- _What you are asked to do_: Keep only the lines of the data below that contain "Normal", and copy them.

- _Records shown_:
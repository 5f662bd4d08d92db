use crate::ContractError;
use chrono::{DateTime, Utc};
use serde::{Deserialize, Serialize};
use std::fmt;
use std::str::FromStr;

pub const DEFAULT_DRIFT_WARNING_PCT: f64 = 10.0;
pub const DEFAULT_DRIFT_CRITICAL_PCT: f64 = 25.0;

#[derive(Debug, Clone, Copy, Serialize, Deserialize, PartialEq, Eq, Hash)]
#[serde(rename_all = "SCREAMING_SNAKE_CASE")]
pub enum DriftStatus {
    Baseline,
    Normal,
    Warning,
    Critical,
}

impl DriftStatus {
    pub fn as_str(&self) -> &'static str {
        match self {
            DriftStatus::Baseline => "BASELINE",
            DriftStatus::Normal => "NORMAL",
            DriftStatus::Warning => "WARNING",
            DriftStatus::Critical => "CRITICAL",
        }
    }

    pub fn severity(&self) -> u8 {
        match self {
            DriftStatus::Baseline => 0,
            DriftStatus::Normal => 1,
            DriftStatus::Warning => 2,
            DriftStatus::Critical => 3,
        }
    }

    pub fn is_healthy(&self) -> bool {
        matches!(self, DriftStatus::Baseline | DriftStatus::Normal)
    }
}

impl fmt::Display for DriftStatus {
    fn fmt(&self, f: &mut fmt::Formatter<'_>) -> fmt::Result {
        f.write_str(self.as_str())
    }
}

impl FromStr for DriftStatus {
    type Err = ContractError;

    fn from_str(input: &str) -> Result<Self, Self::Err> {
        match input.trim().to_uppercase().as_str() {
            "BASELINE" => Ok(DriftStatus::Baseline),
            "NORMAL" => Ok(DriftStatus::Normal),
            "WARNING" => Ok(DriftStatus::Warning),
            "CRITICAL" => Ok(DriftStatus::Critical),
            other => Err(ContractError::UnknownLabel {
                kind: "drift status",
                value: other.to_string(),
            }),
        }
    }
}

/// Statistics of the target distribution that get their own baseline.
#[derive(Debug, Clone, Copy, Serialize, Deserialize, PartialEq, Eq, Hash)]
pub enum TrackedStat {
    Mean,
    Std,
    Min,
    Max,
    Count,
}

impl TrackedStat {
    pub const ALL: [TrackedStat; 5] = [
        TrackedStat::Mean,
        TrackedStat::Std,
        TrackedStat::Min,
        TrackedStat::Max,
        TrackedStat::Count,
    ];

    pub fn metric_name(&self) -> &'static str {
        match self {
            TrackedStat::Mean => "Y_MEAN",
            TrackedStat::Std => "Y_STD",
            TrackedStat::Min => "Y_MIN",
            TrackedStat::Max => "Y_MAX",
            TrackedStat::Count => "Y_COUNT",
        }
    }
}

#[derive(Debug, Clone, Copy, PartialEq, Serialize, Deserialize)]
pub struct FeatureStats {
    pub mean: f64,
    pub std: f64,
    pub min: f64,
    pub max: f64,
    pub count: u64,
}

impl FeatureStats {
    /// Summarizes the values; `std` is the sample deviation (n - 1).
    pub fn from_values(values: &[f64]) -> Result<Self, ContractError> {
        if values.is_empty() {
            return Err(ContractError::InsufficientData {
                found: 0,
                required: 1,
            });
        }

        let count = values.len();
        let mean = values.iter().sum::<f64>() / count as f64;
        let std = if count < 2 {
            0.0
        } else {
            let variance = values
                .iter()
                .map(|value| (value - mean).powi(2))
                .sum::<f64>()
                / (count - 1) as f64;
            variance.sqrt()
        };
        let min = values.iter().copied().fold(f64::INFINITY, f64::min);
        let max = values.iter().copied().fold(f64::NEG_INFINITY, f64::max);

        Ok(Self {
            mean,
            std,
            min,
            max,
            count: count as u64,
        })
    }

    pub fn value(&self, stat: TrackedStat) -> f64 {
        match stat {
            TrackedStat::Mean => self.mean,
            TrackedStat::Std => self.std,
            TrackedStat::Min => self.min,
            TrackedStat::Max => self.max,
            TrackedStat::Count => self.count as f64,
        }
    }
}

#[derive(Debug, Clone, Copy, PartialEq, Serialize, Deserialize)]
pub struct DriftThresholds {
    pub warning_pct: f64,
    pub critical_pct: f64,
}

impl Default for DriftThresholds {
    fn default() -> Self {
        Self {
            warning_pct: DEFAULT_DRIFT_WARNING_PCT,
            critical_pct: DEFAULT_DRIFT_CRITICAL_PCT,
        }
    }
}

impl DriftThresholds {
    pub fn new(warning_pct: f64, critical_pct: f64) -> Result<Self, ContractError> {
        if !warning_pct.is_finite() || !critical_pct.is_finite() || warning_pct < 0.0 {
            return Err(ContractError::InvalidPolicy(format!(
                "drift thresholds must be finite and >= 0, got {warning_pct}/{critical_pct}"
            )));
        }
        if warning_pct >= critical_pct {
            return Err(ContractError::InvalidPolicy(format!(
                "drift warning threshold {warning_pct} must be below critical {critical_pct}"
            )));
        }
        Ok(Self {
            warning_pct,
            critical_pct,
        })
    }
}

/// Returns the drift score (percent) and its status. A zero baseline has no
/// defined percentage: any non-zero current value is critical.
pub fn classify_drift(
    thresholds: &DriftThresholds,
    baseline: f64,
    current: f64,
) -> (Option<f64>, DriftStatus) {
    if baseline == 0.0 {
        return if current == 0.0 {
            (Some(0.0), DriftStatus::Normal)
        } else {
            (None, DriftStatus::Critical)
        };
    }

    let drift_pct = (current - baseline).abs() * 100.0 / baseline.abs();
    let status = if drift_pct >= thresholds.critical_pct {
        DriftStatus::Critical
    } else if drift_pct >= thresholds.warning_pct {
        DriftStatus::Warning
    } else {
        DriftStatus::Normal
    };
    (Some(drift_pct), status)
}

#[derive(Debug, Clone, PartialEq, Serialize, Deserialize)]
pub struct DriftMetric {
    pub metric_name: String,
    pub checked_at: DateTime<Utc>,
    pub baseline_value: f64,
    pub current_value: f64,
    pub drift_score: Option<f64>,
    pub status: DriftStatus,
}

#[derive(Debug, Clone, PartialEq, Serialize, Deserialize)]
pub struct DriftReport {
    pub checked_at: DateTime<Utc>,
    pub status: DriftStatus,
    pub metrics: Vec<DriftMetric>,
    pub summary: String,
}

impl DriftReport {
    pub fn from_metrics(checked_at: DateTime<Utc>, metrics: Vec<DriftMetric>) -> Self {
        let status = metrics
            .iter()
            .map(|metric| metric.status)
            .max_by_key(DriftStatus::severity)
            .unwrap_or(DriftStatus::Baseline);
        let summary = metrics
            .iter()
            .map(|metric| match metric.drift_score {
                Some(score) => format!("{}={} ({score:.2}%)", metric.metric_name, metric.status),
                None => format!("{}={}", metric.metric_name, metric.status),
            })
            .collect::<Vec<_>>()
            .join(", ");

        Self {
            checked_at,
            status,
            metrics,
            summary: format!("drift {status}: {summary}"),
        }
    }

    pub fn metric(&self, stat: TrackedStat) -> Option<&DriftMetric> {
        self.metrics
            .iter()
            .find(|metric| metric.metric_name == stat.metric_name())
    }
}
use crate::{lock_store, PipelineError, SharedStore};
use serde::{Deserialize, Serialize};

/// Result of one read-only look at the stream.
#[derive(Debug, Clone, PartialEq, Eq, Serialize, Deserialize)]
pub struct ChangeSignal {
    pub stream: String,
    pub acknowledged: i64,
    pub head: i64,
}

impl ChangeSignal {
    pub fn has_new_data(&self) -> bool {
        self.head > self.acknowledged
    }

    pub fn new_rows(&self) -> u64 {
        (self.head - self.acknowledged).max(0) as u64
    }
}

/// Compares the stream head against the last acknowledged position. Never
/// writes: acknowledgement belongs to run completion.
#[derive(Clone)]
pub struct ChangeDetector {
    store: SharedStore,
    stream: String,
}

impl ChangeDetector {
    pub fn new(store: SharedStore, stream: impl Into<String>) -> Self {
        Self {
            store,
            stream: stream.into(),
        }
    }

    pub fn stream(&self) -> &str {
        &self.stream
    }

    pub fn inspect(&self) -> Result<ChangeSignal, PipelineError> {
        let store = lock_store(&self.store);
        let head = store.stream_head(&self.stream)?;
        let acknowledged = store
            .watermark(&self.stream)?
            .map(|watermark| watermark.position)
            .unwrap_or(0);

        Ok(ChangeSignal {
            stream: self.stream.clone(),
            acknowledged,
            head,
        })
    }

    pub fn has_new_data(&self) -> Result<bool, PipelineError> {
        Ok(self.inspect()?.has_new_data())
    }
}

- _Expected answer_:
    Normal,
            DriftStatus::Normal => "NORMAL",
            DriftStatus::Normal => 1,
        matches!(self, DriftStatus::Baseline | DriftStatus::Normal)
            "NORMAL" => Ok(DriftStatus::Normal),
            (Some(0.0), DriftStatus::Normal)
        DriftStatus::Normal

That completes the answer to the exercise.